One wonders, in the end, what developmental benefits are left for the global South from all these fragmented acts of technology transfer that make up, and are essential to the operation of, the global value chain. Those who argue for a more positive take on the international transfer of proprietary technology suggest that these benefits lie in the building and diffusion of technological capacity and the improvements to the quality of life that follow in its wake. It is worth focussing for a moment on these benefits. The requirement to use proprietary technology in a global value chain may mean that part of the workforce obtains new skills, but it also tends to produce a polarization of workforce skills. Even where new skills are obtained opportunities to use them outside the value chain for which they were transferred may be scarce.  Proprietary technology rarely diffuses much, especially when its use is strictly limited under the terms of the licence to the execution of one function in a chain of acts. In any case, for diffusion of technological capacity to be useful the technology has to be appropriate to the existing level of technological development of the country in question.

The high-end infotech, on which the 2019 Report focuses in its consideration of technology transfer, may improve the quality of life in some respects (although it seems fair to say that with the current transition to an almost totally online world, one might raise some doubts about this).  However, this is only the case where the infrastructure to support its operation is in place.  It is, for example, fairly useless where there are no reliable supplies of electricity and of limited use where there is no Internet coverage or mobile phone signal. This is not to deny the value and importance of some types of technology transfer.

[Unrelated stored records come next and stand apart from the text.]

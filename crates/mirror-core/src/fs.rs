//! FileSystem trait abstraction for the local side of the mirror.
//!
//! Implementations:
//! - `InMemoryFs` - For testing
//! - `NativeFs` (in mirror-daemon) - Uses tokio::fs relative to a base directory
//!
//! Paths are relative to the implementation's base and always use `/`.

use async_trait::async_trait;
use std::collections::{BTreeMap, BTreeSet};
use std::sync::RwLock;
use std::time::{SystemTime, UNIX_EPOCH};
use thiserror::Error;

#[derive(Debug, Error)]
pub enum FsError {
    #[error("File not found: {0}")]
    NotFound(String),

    #[error("Not a directory: {0}")]
    NotDirectory(String),

    #[error("IO error at {path}: {message}")]
    Io { path: String, message: String },
}

impl FsError {
    pub fn io(path: impl Into<String>, err: std::io::Error) -> Self {
        if err.kind() == std::io::ErrorKind::NotFound {
            return Self::NotFound(path.into());
        }
        Self::Io {
            path: path.into(),
            message: err.to_string(),
        }
    }
}

pub type Result<T> = std::result::Result<T, FsError>;

/// Modification time in nanoseconds since the Unix epoch.
pub type Mtime = u64;

/// What a directory entry is, without following symlinks.
#[derive(Debug, Clone, Copy, PartialEq, Eq)]
pub enum EntryKind {
    File,
    Dir,
    /// Symlinks, sockets, fifos and the like. Never recorded or followed.
    Other,
}

/// Directory entry
#[derive(Debug, Clone)]
pub struct FileEntry {
    /// File or directory name (not full path)
    pub name: String,
    pub kind: EntryKind,
}

/// File metadata
#[derive(Debug, Clone)]
pub struct FileStat {
    pub mtime: Mtime,
    pub size: u64,
}

/// Convert a `SystemTime` into an [`Mtime`], clamping pre-epoch times to zero.
pub fn mtime_from_system_time(time: SystemTime) -> Mtime {
    time.duration_since(UNIX_EPOCH)
        .map(|d| d.as_nanos().min(u64::MAX as u128) as u64)
        .unwrap_or(0)
}

/// Read-only view of the local tree being mirrored.
#[async_trait]
pub trait FileSystem: Send + Sync {
    /// Read file contents
    async fn read(&self, path: &str) -> Result<Vec<u8>>;

    /// List directory contents
    async fn list(&self, path: &str) -> Result<Vec<FileEntry>>;

    /// Get file metadata
    async fn stat(&self, path: &str) -> Result<FileStat>;

    /// Check if path exists
    async fn exists(&self, path: &str) -> Result<bool>;
}

#[derive(Debug, Clone)]
struct MemFile {
    content: Vec<u8>,
    mtime: Mtime,
}

/// In-memory filesystem for testing.
///
/// Directories are implied by file paths; `mkdir` only matters for empty ones.
/// Every write bumps a logical clock so successive writes always look newer.
pub struct InMemoryFs {
    files: RwLock<BTreeMap<String, MemFile>>,
    dirs: RwLock<BTreeSet<String>>,
    specials: RwLock<BTreeSet<String>>,
    clock: RwLock<Mtime>,
}

impl InMemoryFs {
    pub fn new() -> Self {
        Self {
            files: RwLock::new(BTreeMap::new()),
            dirs: RwLock::new(BTreeSet::new()),
            specials: RwLock::new(BTreeSet::new()),
            clock: RwLock::new(0),
        }
    }

    fn normalize(path: &str) -> String {
        path.trim_matches('/').to_string()
    }

    fn tick(&self) -> Mtime {
        let mut clock = self.clock.write().unwrap();
        *clock += 1;
        *clock
    }

    fn register_parents(&self, path: &str) {
        let mut dirs = self.dirs.write().unwrap();
        let mut current = path;
        while let Some(pos) = current.rfind('/') {
            current = &current[..pos];
            dirs.insert(current.to_string());
        }
    }

    /// Write a file, stamping it with the next logical time.
    pub fn write(&self, path: &str, content: &[u8]) {
        let mtime = self.tick();
        self.write_with_mtime(path, content, mtime);
    }

    /// Write a file with an explicit modification time.
    pub fn write_with_mtime(&self, path: &str, content: &[u8], mtime: Mtime) {
        let path = Self::normalize(path);
        self.register_parents(&path);
        {
            let mut clock = self.clock.write().unwrap();
            *clock = (*clock).max(mtime);
        }
        self.files.write().unwrap().insert(
            path,
            MemFile {
                content: content.to_vec(),
                mtime,
            },
        );
    }

    /// Change only the modification time of an existing file.
    pub fn set_mtime(&self, path: &str, mtime: Mtime) {
        let path = Self::normalize(path);
        if let Some(file) = self.files.write().unwrap().get_mut(&path) {
            file.mtime = mtime;
        }
    }

    /// Bump the modification time without changing content.
    pub fn touch(&self, path: &str) {
        let mtime = self.tick();
        self.set_mtime(path, mtime);
    }

    pub fn mkdir(&self, path: &str) {
        let path = Self::normalize(path);
        self.register_parents(&path);
        self.dirs.write().unwrap().insert(path);
    }

    /// Add an entry that is neither a file nor a directory (e.g. a symlink).
    pub fn add_special(&self, path: &str) {
        let path = Self::normalize(path);
        self.register_parents(&path);
        self.specials.write().unwrap().insert(path);
    }

    pub fn remove(&self, path: &str) {
        let path = Self::normalize(path);
        self.files.write().unwrap().remove(&path);
    }

    fn is_dir(&self, path: &str) -> bool {
        path.is_empty() || self.dirs.read().unwrap().contains(path)
    }
}

impl Default for InMemoryFs {
    fn default() -> Self {
        Self::new()
    }
}

/// Name of the direct child of `dir` that `path` lives under, and whether
/// `path` is that child itself rather than something nested below it.
fn child_name<'a>(dir: &str, path: &'a str) -> Option<(&'a str, bool)> {
    let rest = if dir.is_empty() {
        path
    } else {
        path.strip_prefix(dir)?.strip_prefix('/')?
    };
    let name = rest.split('/').next().filter(|name| !name.is_empty())?;
    Some((name, name.len() == rest.len()))
}

#[async_trait]
impl FileSystem for InMemoryFs {
    async fn read(&self, path: &str) -> Result<Vec<u8>> {
        let path = Self::normalize(path);
        self.files
            .read()
            .unwrap()
            .get(&path)
            .map(|f| f.content.clone())
            .ok_or(FsError::NotFound(path))
    }

    async fn list(&self, path: &str) -> Result<Vec<FileEntry>> {
        let path = Self::normalize(path);
        if !self.is_dir(&path) {
            if self.files.read().unwrap().contains_key(&path) {
                return Err(FsError::NotDirectory(path));
            }
            return Err(FsError::NotFound(path));
        }

        let mut entries: BTreeMap<String, EntryKind> = BTreeMap::new();
        for dir in self.dirs.read().unwrap().iter() {
            if let Some((name, _)) = child_name(&path, dir) {
                entries.insert(name.to_string(), EntryKind::Dir);
            }
        }
        for file in self.files.read().unwrap().keys() {
            if let Some((name, direct)) = child_name(&path, file) {
                let kind = if direct { EntryKind::File } else { EntryKind::Dir };
                entries.entry(name.to_string()).or_insert(kind);
            }
        }
        for special in self.specials.read().unwrap().iter() {
            if let Some((name, _)) = child_name(&path, special) {
                entries
                    .entry(name.to_string())
                    .or_insert(EntryKind::Other);
            }
        }

        Ok(entries
            .into_iter()
            .map(|(name, kind)| FileEntry { name, kind })
            .collect())
    }

    async fn stat(&self, path: &str) -> Result<FileStat> {
        let path = Self::normalize(path);
        if let Some(file) = self.files.read().unwrap().get(&path) {
            return Ok(FileStat {
                mtime: file.mtime,
                size: file.content.len() as u64,
            });
        }
        if self.is_dir(&path) {
            return Ok(FileStat { mtime: 0, size: 0 });
        }
        Err(FsError::NotFound(path))
    }

    async fn exists(&self, path: &str) -> Result<bool> {
        let path = Self::normalize(path);
        Ok(self.files.read().unwrap().contains_key(&path) || self.is_dir(&path))
    }
}

// Lets tests keep a handle on the filesystem the reconciler owns.
#[async_trait]
impl<T: FileSystem> FileSystem for std::sync::Arc<T> {
    async fn read(&self, path: &str) -> Result<Vec<u8>> {
        (**self).read(path).await
    }

    async fn list(&self, path: &str) -> Result<Vec<FileEntry>> {
        (**self).list(path).await
    }

    async fn stat(&self, path: &str) -> Result<FileStat> {
        (**self).stat(path).await
    }

    async fn exists(&self, path: &str) -> Result<bool> {
        (**self).exists(path).await
    }
}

However, in the context of the North/South developmental divide, the relationship of technology to the enhancement of the quality of life might be more evident in things like water purification, access to lifesaving medical technology, remediation of polluted environments, and developmentally appropriate environmentally cleaner technologies.  This type of technology might be transferred in a global value chain but its diffusion is far from guaranteed and, in any case, the social costs of participation in the global value chain might cancel out any benefits they bring.